REQUIRED ACTION — Locate each line in the records containing "contains". Copy it.

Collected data

====================

//! Integration tests for the GraphQL route: registration, the request
//! scenarios and a real socket round trip.

use gqlbridge_http::{
    ConfigError, EngineConfig, InjectRequest, Method, PluginOptions, QueryConfig, Reply,
    RouteConfig, Server, ServerConfig, StatusCode,
};
use gqlbridge_runtime::{GraphQLError, ResolverError, ResolverMap, Schema};
use regex::Regex;
use serde_json::{json, Value};
use tokio::io::{AsyncReadExt, AsyncWriteExt};
use tokio::net::{TcpListener, TcpStream};

const SDL: &str = r#"
    type Query {
      hello: String
      greet(name: String!): String
      broken: String
    }

    type Mutation {
      rename(to: String!): String
    }
"#;

fn engine() -> EngineConfig {
    let mut resolvers = ResolverMap::new();
    resolvers.register_fn("Query", "greet", |_, args, _, _| {
        let name: String = args.require("name")?;
        Ok(json!(format!("Hello {name}!")))
    });
    resolvers.register_fn("Query", "broken", |_, _, _, _| {
        Err(ResolverError::custom("broken on purpose"))
    });
    resolvers.register_fn("Mutation", "rename", |_, args, _, _| {
        Ok(args.get("to").cloned().unwrap_or(Value::Null))
    });
    EngineConfig::new(Schema::from_sdl(SDL).unwrap())
        .resolvers(resolvers)
        .root_value(json!({ "hello": "Hello world!" }))
}

fn server_with(options: PluginOptions) -> Server {
    let mut server = Server::new(ServerConfig::new());
    server.register(options).unwrap();
    server
}

fn server() -> Server {
    server_with(PluginOptions::new("/graphql").query(engine()))
}

fn errors(reply: &Reply) -> Vec<Value> {
    reply.json_body().unwrap()["errors"]
        .as_array()
        .cloned()
        .unwrap_or_default()
}

#[test]
fn test_registers_get_and_post() {
    let mut server = Server::default();
    server
        .register(PluginOptions::new("/graphql").query(engine().format_error(|error| {
            json!({
                "message": error.message,
                "locations": error.locations,
                "stack": Value::Null,
            })
        })))
        .unwrap();

    assert!(server.has_route("/graphql", &Method::GET));
    assert!(server.has_route("/graphql", &Method::POST));
    assert!(!server.has_route("/graphql", &Method::PUT));
    assert!(!server.has_route("/other", &Method::GET));
}

#[test]
fn test_registers_without_query_option() {
    let server = server_with(PluginOptions::new("/graphql"));
    assert!(server.has_route("/graphql", &Method::GET));
    assert!(server.has_route("/graphql", &Method::POST));
}

#[tokio::test]
async fn test_get_hello() {
    let reply = server().inject(InjectRequest::get("/graphql?query={ hello }")).await;
    assert_eq!(reply.status, StatusCode::OK);
    assert_eq!(reply.headers["content-type"], "application/json");
    assert_eq!(reply.text(), r#"{"data":{"hello":"Hello world!"}}"#);
}

#[tokio::test]
async fn test_post_hello() {
    let reply = server()
        .inject(InjectRequest::post("/graphql").json(&json!({ "query": "{hello}" })))
        .await;
    assert_eq!(reply.status, StatusCode::OK);
    assert_eq!(
        reply.json_body().unwrap(),
        json!({ "data": { "hello": "Hello world!" } })
    );
}

#[tokio::test]
async fn test_get_syntax_error() {
    let reply = server().inject(InjectRequest::get("/graphql?query={ }")).await;
    assert_eq!(reply.status, StatusCode::BAD_REQUEST);

    let errors = errors(&reply);
    assert_eq!(errors.len(), 1);
    let message = errors[0]["message"].as_str().unwrap();
    assert!(Regex::new("Syntax Error").unwrap().is_match(message), "{message}");
    assert!(reply.json_body().unwrap().get("data").is_none());
}

#[tokio::test]
async fn test_schema_without_fields_is_server_error() {
    let options = PluginOptions::new("/graphql").query(QueryConfig::per_request(|raw| {
        let schema = Schema::from_sdl("type Query").map_err(|e| ConfigError::new(e.to_string()))?;
        Ok(EngineConfig::new(schema).root_value(json!({ "path": raw.path })))
    }));
    let reply = server_with(options)
        .inject(InjectRequest::post("/graphql").json(&json!({ "query": "{ hello }" })))
        .await;

    assert_eq!(reply.status, StatusCode::INTERNAL_SERVER_ERROR);
    let errors = errors(&reply);
    assert_eq!(errors.len(), 1);
    let message = errors[0]["message"].as_str().unwrap();
    assert!(
        Regex::new("Type Query must define one or more fields")
            .unwrap()
            .is_match(message),
        "{message}"
    );
}

#[tokio::test]
async fn test_validation_error() {
    let reply = server()
        .inject(InjectRequest::get("/graphql?query=%7B%20nope%20%7D"))
        .await;
    assert_eq!(reply.status, StatusCode::BAD_REQUEST);
    insta::assert_snapshot!(reply.text(), @r###"{"errors":[{"message":"Cannot query field \"nope\" on type \"Query\".","locations":[{"line":1,"column":3}]}]}"###);
}

#[tokio::test]
async fn test_deeply_nested_documents_are_syntax_errors() {
    let depth = 10_000;
    let selections = format!("{}{}", "{a".repeat(depth), "}".repeat(depth));
    let list = format!(
        "{{ greet(name: {}\"x\"{}) }}",
        "[".repeat(depth),
        "]".repeat(depth)
    );
    for query in [selections, list] {
        let reply = server()
            .inject(InjectRequest::post("/graphql").json(&json!({ "query": query })))
            .await;
        assert_eq!(reply.status, StatusCode::BAD_REQUEST);
        let errors = errors(&reply);
        assert_eq!(errors.len(), 1);
        assert_eq!(
            errors[0]["message"],
            "Syntax Error: Document nesting exceeds the maximum depth of 128."
        );
    }
}

#[tokio::test]
async fn test_conflicting_response_keys_are_rejected() {
    let reply = server()
        .inject(InjectRequest::post("/graphql").json(&json!({
            "query": "{ a: hello a: greet(name: \"x\") }"
        })))
        .await;
    assert_eq!(reply.status, StatusCode::BAD_REQUEST);
    insta::assert_snapshot!(reply.text(), @r###"{"errors":[{"message":"Fields \"a\" conflict because \"hello\" and \"greet\" are different fields. Use different aliases on the fields to fetch both if this was intentional.","locations":[{"line":1,"column":3},{"line":1,"column":12}]}]}"###);

    let reply = server()
        .inject(InjectRequest::post("/graphql").json(&json!({
            "query": "{ greet(name: \"x\") greet(name: \"y\") }"
        })))
        .await;
    assert_eq!(reply.status, StatusCode::BAD_REQUEST);
    let errors = errors(&reply);
    assert_eq!(errors.len(), 1);
    assert!(errors[0]["message"]
        .as_str()
        .unwrap()
        .contains("they have differing arguments"));
}

#[tokio::test]
async fn test_partial_result() {
    let reply = server()
        .inject(InjectRequest::post("/graphql").json(&json!({ "query": "{ hello broken }" })))
        .await;
    assert_eq!(reply.status, StatusCode::OK);
    assert_eq!(
        reply.json_body().unwrap(),
        json!({
            "data": { "hello": "Hello world!", "broken": null },
            "errors": [{
                "message": "broken on purpose",
                "locations": [{ "line": 1, "column": 9 }],
                "path": ["broken"]
            }]
        })
    );
}

#[tokio::test]
async fn test_variables_and_operation_name() {
    let query = "query A { hello } query B($name: String!) { greet(name: $name) }";
    let reply = server()
        .inject(InjectRequest::post("/graphql").json(&json!({
            "query": query,
            "variables": { "name": "Ada" },
            "operationName": "B",
        })))
        .await;
    assert_eq!(reply.text(), r#"{"data":{"greet":"Hello Ada!"}}"#);

    let url = "/graphql?query=query%20Q(%24name%3A%20String!)%7Bgreet(name%3A%20%24name)%7D&variables=%7B%22name%22%3A%22Bo%22%7D";
    let reply = server().inject(InjectRequest::get(url)).await;
    assert_eq!(reply.text(), r#"{"data":{"greet":"Hello Bo!"}}"#);
}

#[tokio::test]
async fn test_missing_query_and_bad_variables() {
    let server = server();

    let reply = server.inject(InjectRequest::get("/graphql")).await;
    assert_eq!(reply.status, StatusCode::BAD_REQUEST);
    assert_eq!(reply.text(), r#"{"errors":[{"message":"Must provide query string."}]}"#);

    let reply = server
        .inject(InjectRequest::get("/graphql?query={hello}&variables=nope"))
        .await;
    assert_eq!(reply.status, StatusCode::BAD_REQUEST);
    assert_eq!(reply.text(), r#"{"errors":[{"message":"Variables are invalid JSON."}]}"#);

    let reply = server
        .inject(InjectRequest::post("/graphql").json(&json!({
            "query": "query ($name: String!) { greet(name: $name) }",
        })))
        .await;
    assert_eq!(reply.status, StatusCode::BAD_REQUEST);
    assert_eq!(
        errors(&reply)[0]["message"],
        r#"Variable "$name" of required type "String!" was not provided."#
    );
}

#[tokio::test]
async fn test_get_is_idempotent() {
    let server = server();
    let first = server
        .inject(InjectRequest::get("/graphql?query={ hello broken }"))
        .await;
    let second = server
        .inject(InjectRequest::get("/graphql?query={ hello broken }"))
        .await;
    assert_eq!(first.status, second.status);
    assert_eq!(first.body, second.body);
}

#[tokio::test]
async fn test_mutation_requires_post() {
    let server = server();
    let reply = server
        .inject(InjectRequest::get("/graphql?query=mutation{rename(to:\"x\")}"))
        .await;
    assert_eq!(reply.status, StatusCode::METHOD_NOT_ALLOWED);
    assert_eq!(reply.headers["allow"], "POST");

    let reply = server
        .inject(InjectRequest::post("/graphql").json(&json!({
            "query": "mutation { rename(to: \"x\") }",
        })))
        .await;
    assert_eq!(reply.text(), r#"{"data":{"rename":"x"}}"#);
}

#[tokio::test]
async fn test_config_error_is_server_error() {
    let options = PluginOptions::new("/graphql").query(QueryConfig::per_request(|raw| {
        match raw.header("x-tenant") {
            Some(_) => Ok(engine()),
            None => Err(ConfigError::new("Unknown tenant")),
        }
    }));
    let server = server_with(options);

    let reply = server.inject(InjectRequest::get("/graphql?query={hello}")).await;
    assert_eq!(reply.status, StatusCode::INTERNAL_SERVER_ERROR);
    assert_eq!(reply.text(), r#"{"errors":[{"message":"Unknown tenant"}]}"#);

    let reply = server
        .inject(InjectRequest::get("/graphql?query={hello}").header("x-tenant", "acme"))
        .await;
    assert_eq!(reply.status, StatusCode::OK);
}

#[tokio::test]
async fn test_missing_query_config_is_server_error() {
    let reply = server_with(PluginOptions::new("/graphql"))
        .inject(InjectRequest::get("/graphql?query={hello}"))
        .await;
    assert_eq!(reply.status, StatusCode::INTERNAL_SERVER_ERROR);
    assert_eq!(errors(&reply).len(), 1);
}

#[tokio::test]
async fn test_format_error_applies_to_every_error() {
    fn format(error: &GraphQLError) -> Value {
        json!({
            "message": error.message,
            "locations": error.locations,
            "stack": format!("GraphQLError: {}", error.message),
        })
    }
    let server = server_with(
        PluginOptions::new("/graphql").query(engine().format_error(format)),
    );

    let reply = server.inject(InjectRequest::get("/graphql?query={")).await;
    assert_eq!(
        errors(&reply),
        vec![json!({
            "message": "Syntax Error: Expected Name, found <EOF>.",
            "locations": [{ "line": 1, "column": 2 }],
            "stack": "GraphQLError: Syntax Error: Expected Name, found <EOF>.",
        })]
    );

    let reply = server.inject(InjectRequest::get("/graphql?query={broken}")).await;
    assert_eq!(reply.status, StatusCode::OK);
    assert_eq!(errors(&reply)[0]["stack"], "GraphQLError: broken on purpose");
}

#[tokio::test]
async fn test_host_rejections() {
    let server = server_with(
        PluginOptions::new("/graphql")
            .query(engine())
            .route_config(RouteConfig::new().max_body_bytes(32)),
    );

    let reply = server.inject(InjectRequest::get("/nope?query={hello}")).await;
    assert_eq!(reply.status, StatusCode::NOT_FOUND);

    let reply = server
        .inject(InjectRequest::new(Method::PUT, "/graphql?query={hello}"))
        .await;
    assert_eq!(reply.status, StatusCode::METHOD_NOT_ALLOWED);
    assert_eq!(reply.headers["allow"], "GET, POST");

    let reply = server
        .inject(InjectRequest::post("/graphql").json(&json!({ "query": "{ hello hello hello hello }" })))
        .await;
    assert_eq!(reply.status, StatusCode::PAYLOAD_TOO_LARGE);

    let reply = server
        .inject(
            InjectRequest::post("/graphql")
                .header("content-type", "text/plain")
                .body("{hello}"),
        )
        .await;
    assert_eq!(reply.status, StatusCode::UNSUPPORTED_MEDIA_TYPE);

    let reply = server
        .inject(
            InjectRequest::post("/graphql")
                .header("content-type", "application/graphql")
                .body("{hello}"),
        )
        .await;
    assert_eq!(reply.text(), r#"{"data":{"hello":"Hello world!"}}"#);
}

#[tokio::test]
async fn test_cors() {
    let server = server_with(
        PluginOptions::new("/graphql")
            .query(engine())
            .route_config(RouteConfig::new().cors()),
    );

    let reply = server.inject(InjectRequest::new(Method::OPTIONS, "/graphql")).await;
    assert_eq!(reply.status, StatusCode::NO_CONTENT);
    assert_eq!(reply.headers["access-control-allow-origin"], "*");

    let reply = server.inject(InjectRequest::get("/graphql?query={hello}")).await;
    assert_eq!(reply.status, StatusCode::OK);
    assert_eq!(reply.headers["access-control-allow-origin"], "*");
}

#[tokio::test]
async fn test_serves_over_tcp() {
    let listener = TcpListener::bind("127.0.0.1:0").await.unwrap();
    let addr = listener.local_addr().unwrap();
    let (stop, stopped) = tokio::sync::oneshot::channel::<()>();
    let handle = tokio::spawn(server().serve(listener, async {
        let _ = stopped.await;
    }));

    let body = r#"{"query":"{ hello }"}"#;
    let mut stream = TcpStream::connect(addr).await.unwrap();
    let request = format!(
        "POST /graphql HTTP/1.1\r\nHost: {addr}\r\nContent-Type: application/json\r\nContent-Length: {}\r\nConnection: close\r\n\r\n{body}",
        body.len()
    );
    stream.write_all(request.as_bytes()).await.unwrap();
    let mut response = String::new();
    stream.read_to_string(&mut response).await.unwrap();

    assert!(response.starts_with("HTTP/1.1 200 OK\r\n"), "{response}");
    assert!(response.contains("content-type: application/json\r\n"), "{response}");
    assert!(response.ends_with(r#"{"data":{"hello":"Hello world!"}}"#), "{response}");

    stop.send(()).unwrap();
    handle.await.unwrap().unwrap();
}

====================

EXERCISE SOLUTION —
        .contains("they have differing arguments"));
    assert!(response.contains("content-type: application/json\r\n"), "{response}");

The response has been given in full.